09 Junho 2017
“O desenvolvimento de uma ‘crítica do mundo contemporâneo’ é um tema clássico da pastoral familiar, sobretudo nos dois últimos séculos; o desenvolvimento de uma ‘autocrítica’, no entanto, aparece como um ponto novo, qualificador, mas também inquietante.”
O comentário é do teólogo italiano Andrea Grillo, professor do Pontifício Ateneu Sant’Anselmo, em Roma, do Instituto Teológico Marchigiano, em Ancona, e do Instituto de Liturgia Pastoral da Abadia de Santa Giustina, em Pádua. O artigo foi publicado por Come Se Non, 30-05-2017. A tradução é de Moisés Sbardelotto.
O segundo capítulo da Amoris laetitia, intitulado “A realidade e os desafios das famílias” (nn. 31-57), nos acompanha em uma análise bastante articulada da realidade familiar contemporânea. A leitura do real torna-se princípio não só de “crítica do mundo”, mas também de “autocrítica eclesial”.

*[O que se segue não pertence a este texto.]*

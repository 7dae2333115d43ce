// =============================================================================
// Trade Executor — submits a plan and tracks every order to a terminal state
// =============================================================================
//
// Lifecycle per attempt:
//   1. Submit sells and poll them to terminal states (they release the
//      buying power the buys assume).
//   2. Re-read the account and re-scale the buys against live buying power,
//      so a failed sell downsizes or skips the buys that depended on it.
//   3. Submit buys (unless the window is within the submit cutoff) and poll.
//
// Every order carries a client-generated id before submission so a retry can
// never double-submit. Each non-terminal order has exactly one poll task,
// which stops at a terminal state or the window deadline. A poll that hits
// the deadline records the last observed broker state: filled portions are
// applied to positions and the order is left `partial` with a non-fatal
// error.
// =============================================================================

use std::sync::Arc;
use std::time::Duration;

use chrono::{DateTime, Utc};
use rust_decimal::Decimal;
use tokio::task::JoinSet;
use tracing::{debug, info, warn};
use uuid::Uuid;

use crate::broker::{BrokerPort, OrderRequest};
use crate::error::{EngineError, Result};
use crate::events::{EngineEvent, EventBus};
use crate::planner::{scale_buys_to_budget, OrderIntent};
use crate::store::EngineStores;
use crate::types::{OrderRecord, OrderSide, OrderState};

/// Consecutive failed polls before the broker counts as unreachable.
const UNREACHABLE_POLL_LIMIT: u32 = 5;

/// Result of executing one plan.
#[derive(Debug, Clone)]
pub struct ExecutionOutcome {
    /// Final state of every order this attempt touched.
    pub orders: Vec<OrderRecord>,
    /// Non-fatal conditions (partials at deadline, skipped submissions).
    pub non_fatal: Vec<String>,
    /// Rejected-order count for the failure policy's escalation threshold.
    pub rejected_count: u32,
}

impl ExecutionOutcome {
    pub fn all_terminal_filled(&self) -> bool {
        self.orders.iter().all(|o| o.state == OrderState::Filled)
    }
}

#[derive(Clone)]
pub struct TradeExecutor {
    broker: Arc<dyn BrokerPort>,
    stores: Arc<EngineStores>,
    events: EventBus,
    poll_interval: Duration,
    submit_cutoff: Duration,
}
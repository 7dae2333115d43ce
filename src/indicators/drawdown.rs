// =============================================================================
// Maximum drawdown over a trailing window
// =============================================================================
//
// The window is scanned in chronological order tracking the running peak;
// the result is the largest (peak - value) / peak encountered, reported as a
// positive fraction (0.20 = a 20% drawdown).
// =============================================================================

/// Maximum drawdown over the newest `window` closes (newest first).
///
/// Returns `None` when `window == 0` or fewer than `window` closes exist, or
/// when the window never establishes a positive peak.
pub fn max_drawdown(prices: &[f64], window: usize) -> Option<f64> {
    if window == 0 || prices.len() < window {
        return None;
    }

    // Walk the window oldest-to-newest.
    let mut iter = prices[..window].iter().rev();
    let mut peak = *iter.next()?;
    let mut max_dd: f64 = 0.0;

    for &price in iter {
        if price > peak {
            peak = price;
        } else if peak > 0.0 {
            let dd = (peak - price) / peak;
            if dd > max_dd {
                max_dd = dd;
            }
        }
    }

    max_dd.is_finite().then_some(max_dd)
}
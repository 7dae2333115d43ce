// =============================================================================
// Cumulative return over a trailing window
// =============================================================================

/// Cumulative return over the trailing `window + 1` closes:
/// `(newest - oldest) / oldest`, as a fraction (0.20 = +20%).
///
/// Returns `None` when `window == 0`, fewer than `window + 1` closes exist,
/// or the oldest close is zero.
pub fn cumulative_return(prices: &[f64], window: usize) -> Option<f64> {
    if window == 0 || prices.len() < window + 1 {
        return None;
    }

    let newest = prices[0];
    let oldest = prices[window];
    if oldest == 0.0 {
        return None;
    }

    let value = (newest - oldest) / oldest;
    value.is_finite().then_some(value)
}
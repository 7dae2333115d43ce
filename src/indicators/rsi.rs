// =============================================================================
// Relative Strength Index (RSI)
// =============================================================================
//
// Gains and losses over adjacent close pairs across the newest `window + 1`
// points, simple (unsmoothed) averages:
//
//   RS  = avg_gain / avg_loss
//   RSI = 100 - 100 / (1 + RS)
//
// When the average loss is zero (no down moves) RSI is 100 by definition.
// =============================================================================

/// Conventional default look-back.
pub const DEFAULT_RSI_WINDOW: usize = 14;

/// RSI over the newest `window + 1` closes (newest first).
///
/// Returns `None` when `window == 0` or fewer than `window + 1` closes exist.
pub fn rsi(prices: &[f64], window: usize) -> Option<f64> {
    if window == 0 || prices.len() < window + 1 {
        return None;
    }

    let mut sum_gain = 0.0;
    let mut sum_loss = 0.0;
    for i in 0..window {
        let change = prices[i] - prices[i + 1];
        if change > 0.0 {
            sum_gain += change;
        } else {
            sum_loss += change.abs();
        }
    }

    let avg_gain = sum_gain / window as f64;
    let avg_loss = sum_loss / window as f64;

    if avg_loss == 0.0 {
        return Some(100.0);
    }

    let rs = avg_gain / avg_loss;
    let value = 100.0 - 100.0 / (1.0 + rs);
    value.is_finite().then_some(value)
}
// =============================================================================
// EOD Historical Data client — deep daily history (back to 2007)
// =============================================================================
//
// The API token travels as a query parameter; it is never logged. Responses
// deliver numbers both as JSON numbers and as strings, so every field goes
// through the tolerant parser.
// =============================================================================

use std::time::Duration;

use anyhow::{Context, Result};
use async_trait::async_trait;
use chrono::{NaiveDate, Utc};
use tracing::{debug, instrument};

use super::provider::{Bar, DataSource, Fundamentals, Interval, MarketDataProvider, Quote, SymbolInfo};

/// Documented plan allowance is 1000 requests/minute; we stay under it.
const RATE_CAPACITY: u32 = 900;
const RATE_WINDOW: Duration = Duration::from_secs(60);

/// REST client for the deep-history provider.
#[derive(Clone)]
pub struct EodHistoricalClient {
    api_token: String,
    base_url: String,
    client: reqwest::Client,
}

impl EodHistoricalClient {
    pub fn new(api_token: impl Into<String>) -> Self {
        Self::with_base_url(api_token, "https://eodhistoricaldata.com/api")
    }

    pub fn with_base_url(api_token: impl Into<String>, base_url: impl Into<String>) -> Self {
        let client = reqwest::Client::builder()
            .timeout(Duration::from_secs(10))
            .build()
            .expect("failed to build reqwest client");

        Self {
            api_token: api_token.into(),
            base_url: base_url.into(),
            client,
        }
    }

    async fn get_json(&self, url: &str) -> Result<serde_json::Value> {
        let resp = self.client.get(url).send().await.context("request failed")?;
        let status = resp.status();
        let body: serde_json::Value = resp.json().await.context("failed to parse response body")?;

        if !status.is_success() {
            anyhow::bail!("provider returned {status}: {body}");
        }
        Ok(body)
    }

    /// Parse a JSON value that may be either a string or a number into `f64`.
    fn parse_f64(val: &serde_json::Value) -> Result<f64> {
        if let Some(n) = val.as_f64() {
            Ok(n)
        } else if let Some(s) = val.as_str() {
            s.parse::<f64>().with_context(|| format!("failed to parse '{s}' as f64"))
        } else {
            anyhow::bail!("expected number or string, got: {val}")
        }
    }
}

#[async_trait]
impl MarketDataProvider for EodHistoricalClient {
    fn source(&self) -> DataSource {
        DataSource::EodHistorical
    }

    fn rate_budget(&self) -> (u32, Duration) {
        (RATE_CAPACITY, RATE_WINDOW)
    }

    /// GET /real-time/{symbol}.US
    #[instrument(skip(self), name = "eod::quote")]
    async fn quote(&self, symbol: &str) -> Result<Quote> {
        let url = format!(
            "{}/real-time/{}.US?api_token={}&fmt=json",
            self.base_url, symbol, self.api_token
        );
        let body = self.get_json(&url).await?;

        let price = Self::parse_f64(&body["close"]).context("quote missing 'close'")?;
        let volume = Self::parse_f64(&body["volume"]).unwrap_or(0.0);
        let change_pct = Self::parse_f64(&body["change_p"]).unwrap_or(0.0);

        debug!(symbol, price, "quote fetched");
        Ok(Quote {
            symbol: symbol.to_uppercase(),
            price,
            volume,
            change_pct,
            market_cap: None,
            source: DataSource::EodHistorical,
            as_of: Utc::now(),
        })
    }

    /// GET /eod/{symbol}.US?from=&to=&period=d
    #[instrument(skip(self), name = "eod::historical")]
    async fn historical(
        &self,
        symbol: &str,
        start: NaiveDate,
        end: NaiveDate,
        interval: Interval,
    ) -> Result<Vec<Bar>> {
        // This vendor serves daily bars only; intraday requests degrade to
        // daily granularity.
        let _ = interval;
        let url = format!(
            "{}/eod/{}.US?from={}&to={}&period=d&api_token={}&fmt=json",
            self.base_url, symbol, start, end, self.api_token
        );
        let body = self.get_json(&url).await?;
        let rows = body.as_array().context("historical response is not an array")?;

        let mut bars = Vec::with_capacity(rows.len());
        for row in rows {
            let date_str = row["date"].as_str().context("bar missing 'date'")?;
            let date = NaiveDate::parse_from_str(date_str, "%Y-%m-%d")
                .with_context(|| format!("bad bar date '{date_str}'"))?;
            bars.push(Bar {
                date,
                open: Self::parse_f64(&row["open"])?,
                high: Self::parse_f64(&row["high"])?,
                low: Self::parse_f64(&row["low"])?,
                close: Self::parse_f64(&row["close"])?,
                volume: Self::parse_f64(&row["volume"]).unwrap_or(0.0),
            });
        }
        bars.sort_by_key(|b| b.date);

        debug!(symbol, count = bars.len(), "historical bars fetched");
        Ok(bars)
    }

    /// GET /search/{query}
    #[instrument(skip(self), name = "eod::search")]
    async fn search(&self, query: &str) -> Result<Vec<SymbolInfo>> {
        let url = format!("{}/search/{}?api_token={}&fmt=json", self.base_url, query, self.api_token);
        let body = self.get_json(&url).await?;
        let rows = body.as_array().context("search response is not an array")?;

        let results = rows
            .iter()
            .filter_map(|row| {
                Some(SymbolInfo {
                    symbol: row["Code"].as_str()?.to_string(),
                    name: row["Name"].as_str().unwrap_or_default().to_string(),
                    exchange: row["Exchange"].as_str().map(str::to_string),
                })
            })
            .collect();
        Ok(results)
    }

    /// GET /fundamentals/{symbol}.US — only the market cap is extracted.
    #[instrument(skip(self), name = "eod::fundamentals")]
    async fn fundamentals(&self, symbol: &str) -> Result<Fundamentals> {
        let url = format!(
            "{}/fundamentals/{}.US?api_token={}&fmt=json",
            self.base_url, symbol, self.api_token
        );
        let body = self.get_json(&url).await?;
        let market_cap = body["Highlights"]["MarketCapitalization"]
            .as_f64()
            .or_else(|| Self::parse_f64(&body["Highlights"]["MarketCapitalization"]).ok());
        Ok(Fundamentals { market_cap })
    }
}

impl std::fmt::Debug for EodHistoricalClient {
    fn fmt(&self, f: &mut std::fmt::Formatter<'_>) -> std::fmt::Result {
        f.debug_struct("EodHistoricalClient")
            .field("api_token", &"<redacted>")
            .field("base_url", &self.base_url)
            .finish()
    }
}

// =============================================================================
// Tests
// =============================================================================
#[cfg(test)]
mod tests {
    use super::*;
    use serde_json::json;

    #[test]
    fn parse_f64_accepts_numbers_and_strings() {
        assert_eq!(EodHistoricalClient::parse_f64(&json!(1.5)).unwrap(), 1.5);
        assert_eq!(EodHistoricalClient::parse_f64(&json!("2.25")).unwrap(), 2.25);
        assert!(EodHistoricalClient::parse_f64(&json!(null)).is_err());
        assert!(EodHistoricalClient::parse_f64(&json!("abc")).is_err());
    }

    #[test]
    fn debug_redacts_the_token() {
        let client = EodHistoricalClient::new("super-secret");
        let rendered = format!("{client:?}");
        assert!(!rendered.contains("super-secret"));
        assert!(rendered.contains("<redacted>"));
    }

    #[test]
    fn rate_budget_is_bounded() {
        let client = EodHistoricalClient::new("t");
        let (capacity, window) = client.rate_budget();
        assert!(capacity <= 1000);
        assert_eq!(window, Duration::from_secs(60));
    }
}
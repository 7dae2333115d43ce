// =============================================================================
// Failure Handler — classify, apply the recovery policy, liquidate when owed
// =============================================================================
//
// Policy table (per error kind):
//
//   data_unavailable    liquidate, retry once after 30 s, suspend symphony
//   eval_error          liquidate, no retry, deactivate and flag for review
//   plan_over_budget    no liquidation, scale down and retry, continue
//   broker_rejected     liquidate at >= 3 rejections per symphony per window
//   broker_unreachable  liquidate if still down after the poll limit,
//                       exponential backoff, skip this window
//   timeout             record the partial state, continue
//   validation kinds    never execute; deactivate without liquidation
//
// Liquidation cancels the symphony's in-flight orders, market-sells every
// non-zero position, and writes a `LiquidationEvent` with the value closed.
// A user-level critical error runs that sequence for every active symphony
// the user owns.
// =============================================================================

use std::sync::Arc;
use std::time::Duration;

use chrono::{DateTime, Utc};
use rust_decimal::Decimal;
use tracing::{error, info, warn};
use uuid::Uuid;

use crate::broker::BrokerPort;
use crate::error::{EngineError, Result};
use crate::events::{EngineEvent, EventBus};
use crate::store::EngineStores;
use crate::types::{LiquidationEvent, OrderSide, Symphony};

/// Rejections per symphony per window before liquidation.
pub const REJECTION_LIQUIDATION_THRESHOLD: u32 = 3;

/// Delay before the single data-unavailable retry.
pub const DATA_RETRY_DELAY: Duration = Duration::from_secs(30);

// ---------------------------------------------------------------------------
// Policy
// ---------------------------------------------------------------------------

/// What to do about the failed attempt itself.
#[derive(Debug, Clone, Copy, PartialEq, Eq)]
pub enum Retry {
    No,
    /// Retry once after the delay.
    After(Duration),
    /// Re-run the planner's scaling step and retry.
    ScaleAndRetry,
    /// Retry with exponential backoff.
    Backoff,
}

/// What happens to the symphony record.
#[derive(Debug, Clone, Copy, PartialEq, Eq)]
pub enum SymphonyAction {
    Continue,
    /// Keep inactive until the next successful validation pass.
    Suspend,
    Deactivate,
    SkipWindow,
}

#[derive(Debug, Clone, Copy)]
pub struct Policy {
    pub liquidate: bool,
    pub retry: Retry,
    pub action: SymphonyAction,
}

/// The policy table. `rejections` counts this symphony's rejected orders in
/// the current window; `unreachable_exhausted` is true when the broker stayed
/// down past the executor's poll limit.
pub fn policy_for(error: &EngineError, rejections: u32, unreachable_exhausted: bool) -> Policy {
    match error {
        EngineError::DataUnavailable { .. } => Policy {
            liquidate: true,
            retry: Retry::After(DATA_RETRY_DELAY),
            action: SymphonyAction::Suspend,
        },
        EngineError::Eval(_) => Policy {
            liquidate: true,
            retry: Retry::No,
            action: SymphonyAction::Deactivate,
        },
        EngineError::PlanOverBudget { .. } => Policy {
            liquidate: false,
            retry: Retry::ScaleAndRetry,
            action: SymphonyAction::Continue,
        },
        EngineError::BrokerRejected(_) => Policy {
            liquidate: rejections >= REJECTION_LIQUIDATION_THRESHOLD,
            retry: Retry::No,
            action: SymphonyAction::Continue,
        },
        EngineError::BrokerUnreachable(_) => Policy {
            liquidate: unreachable_exhausted,
            retry: Retry::Backoff,
            action: SymphonyAction::SkipWindow,
        },
        EngineError::BrokerAuth(_) => Policy {
            liquidate: false,
            retry: Retry::No,
            action: SymphonyAction::SkipWindow,
        },
        EngineError::Timeout(_) => Policy {
            liquidate: false,
            retry: Retry::No,
            action: SymphonyAction::Continue,
        },
        EngineError::ReconcileDivergence(_) => Policy {
            liquidate: false,
            retry: Retry::No,
            action: SymphonyAction::Continue,
        },
        // Validation failures: the tree never executes, nothing to unwind.
        EngineError::Parse(_)
        | EngineError::Structure(_)
        | EngineError::Bounds(_)
        | EngineError::Metric(_)
        | EngineError::Cycle(_) => Policy {
            liquidate: false,
            retry: Retry::No,
            action: SymphonyAction::Deactivate,
        },
    }
}

// ---------------------------------------------------------------------------
// Handler
// ---------------------------------------------------------------------------

pub struct FailureHandler {
    broker: Arc<dyn BrokerPort>,
    stores: Arc<EngineStores>,
    events: EventBus,
    poll_interval: Duration,
}

impl FailureHandler {
    pub fn new(
        broker: Arc<dyn BrokerPort>,
        stores: Arc<EngineStores>,
        events: EventBus,
        poll_interval: Duration,
    ) -> Self {
        Self { broker, stores, events, poll_interval }
    }

    /// Apply the policy for one symphony failure. Returns the liquidation
    /// event when one was performed.
    pub async fn handle_symphony_error(
        &self,
        symphony: &Symphony,
        err: &EngineError,
        rejections: u32,
        unreachable_exhausted: bool,
        deadline: DateTime<Utc>,
    ) -> Option<LiquidationEvent> {
        let policy = policy_for(err, rejections, unreachable_exhausted);
        error!(
            symphony_id = %symphony.id,
            code = err.code(),
            liquidate = policy.liquidate,
            action = ?policy.action,
            "symphony failure"
        );

        match policy.action {
            SymphonyAction::Continue => {
                self.stores.symphonies.set_last_error(&symphony.id, err.to_string());
            }
            SymphonyAction::SkipWindow => {
                self.stores
                    .symphonies
                    .set_last_error(&symphony.id, format!("window skipped: {err}"));
            }
            SymphonyAction::Suspend => {
                self.stores
                    .symphonies
                    .deactivate(&symphony.id, format!("suspended until validated: {err}"));
            }
            SymphonyAction::Deactivate => {
                self.stores.symphonies.deactivate(&symphony.id, err.to_string());
            }
        }

        if !policy.liquidate {
            return None;
        }

        match self
            .liquidate_symphony(&symphony.user_id, &symphony.id, &err.to_string(), deadline)
            .await
        {
            Ok(event) => Some(event),
            Err(liq_err) => {
                error!(
                    symphony_id = %symphony.id,
                    error = %liq_err,
                    "liquidation itself failed"
                );
                self.stores
                    .symphonies
                    .set_last_error(&symphony.id, format!("liquidation failed: {liq_err}"));
                None
            }
        }
    }

    /// Cancel in-flight orders, then market-close every non-zero position of
    /// the symphony, polling each close until filled or the deadline.
    pub async fn liquidate_symphony(
        &self,
        user_id: &str,
        symphony_id: &str,
        reason: &str,
        deadline: DateTime<Utc>,
    ) -> Result<LiquidationEvent> {
        warn!(symphony_id, reason, "liquidating symphony to cash");

        // 1. Cancel anything still live at the broker.
        for order in self.stores.trades.open_for_symphony(symphony_id) {
            if let Some(broker_id) = &order.broker_id {
                if let Err(e) = self.broker.cancel_order(broker_id).await {
                    warn!(broker_id = %broker_id, error = %e, "cancel during liquidation failed");
                }
            }
        }

        // 2. Market-sell every open position.
        let positions = self.stores.positions.list_for_symphony(user_id, symphony_id);
        let mut closed = 0usize;
        let mut total_value = Decimal::ZERO;

        for position in positions {
            if position.qty == Decimal::ZERO {
                continue;
            }
            let order = self.broker.close_position(&position.ticker).await?;
            let settled = self.wait_for_close(&order.id, deadline).await;

            let fill_price = settled
                .as_ref()
                .and_then(|o| o.filled_avg_price)
                .unwrap_or(position.last_mark);
            let fill_qty = settled
                .as_ref()
                .and_then(|o| o.filled_qty)
                .filter(|q| *q > Decimal::ZERO)
                .unwrap_or(position.qty);

            self.stores.positions.apply_fill(
                user_id,
                symphony_id,
                &position.ticker,
                OrderSide::Sell,
                fill_qty,
                fill_price,
            );
            closed += 1;
            total_value += fill_qty * fill_price;
        }

        let event = LiquidationEvent {
            id: Uuid::new_v4().to_string(),
            user_id: user_id.to_string(),
            symphony_id: Some(symphony_id.to_string()),
            reason: reason.to_string(),
            positions_closed: closed,
            total_value,
            at: Utc::now(),
        };
        info!(
            symphony_id,
            positions_closed = closed,
            total_value = %total_value,
            "liquidation complete"
        );
        self.events.publish(EngineEvent::Liquidation(event.clone()));
        Ok(event)
    }

    /// A user-level critical error liquidates every active symphony the user
    /// owns.
    pub async fn handle_user_critical(
        &self,
        user_id: &str,
        err: &EngineError,
        deadline: DateTime<Utc>,
    ) -> Vec<LiquidationEvent> {
        error!(user_id, code = err.code(), "user-level critical error");

        let mut events = Vec::new();
        for symphony in self.stores.symphonies.list_active_for_user(user_id) {
            self.stores
                .symphonies
                .deactivate(&symphony.id, format!("user-level critical error: {err}"));
            match self
                .liquidate_symphony(user_id, &symphony.id, &err.to_string(), deadline)
                .await
            {
                Ok(event) => events.push(event),
                Err(e) => error!(symphony_id = %symphony.id, error = %e, "liquidation failed"),
            }
        }
        events
    }

    /// Poll one close order until terminal or deadline. `None` means the
    /// deadline won; the caller falls back to the position's own numbers.
    async fn wait_for_close(
        &self,
        broker_order_id: &str,
        deadline: DateTime<Utc>,
    ) -> Option<crate::broker::BrokerOrder> {
        loop {
            match self.broker.get_order(broker_order_id).await {
                Ok(order) if order.state().is_terminal() => return Some(order),
                Ok(_) => {}
                Err(e) => {
                    warn!(broker_order_id, error = %e, "close poll failed");
                }
            }
            if Utc::now() >= deadline {
                return None;
            }
            tokio::time::sleep(self.poll_interval).await;
        }
    }
}

impl std::fmt::Debug for FailureHandler {
    fn fmt(&self, f: &mut std::fmt::Formatter<'_>) -> std::fmt::Result {
        f.debug_struct("FailureHandler")
            .field("poll_interval", &self.poll_interval)
            .finish()
    }
}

A Igreja se coloca diante do mundo em uma atitude lúcida e humilde. Nesse defrontamento, ela faz emergir aquilo que, do mundo, deve ser avaliado criticamente à luz da Palavra e aquilo que, diante do mundo e da Palavra de Deus, a Igreja deve reexaminar no seu próprio comportamento.
Essa passagem assume, de algum modo, um valor exemplar para a recepção do texto da Amoris laetitia. É evidente, de fato, que o desenvolvimento de uma “crítica do mundo contemporâneo” é um tema clássico da pastoral familiar, sobretudo nos dois últimos séculos; o desenvolvimento de uma “autocrítica”, no entanto, aparece como um ponto novo, qualificador, mas também inquietante.
Depois de décadas em que nos limitávamos, muito frequentemente, a uma severa crítica do mundo com instrumentos apologéticos, o exercício de uma autocrítica clarividente – com as consequências da reforma da disciplina e da conversão dos corações que ela determina e exige – parece ser um caminho muito mais exigente e também bastante impérvio.
Por isso, considero muito útil apresentar essas “novas exigências” na forma de um Decálogo de Autocrítica da Pastoral Familiar. O ponto central dessa preocupação é representado pelos parágrafos 35-37 da exortação apostólica.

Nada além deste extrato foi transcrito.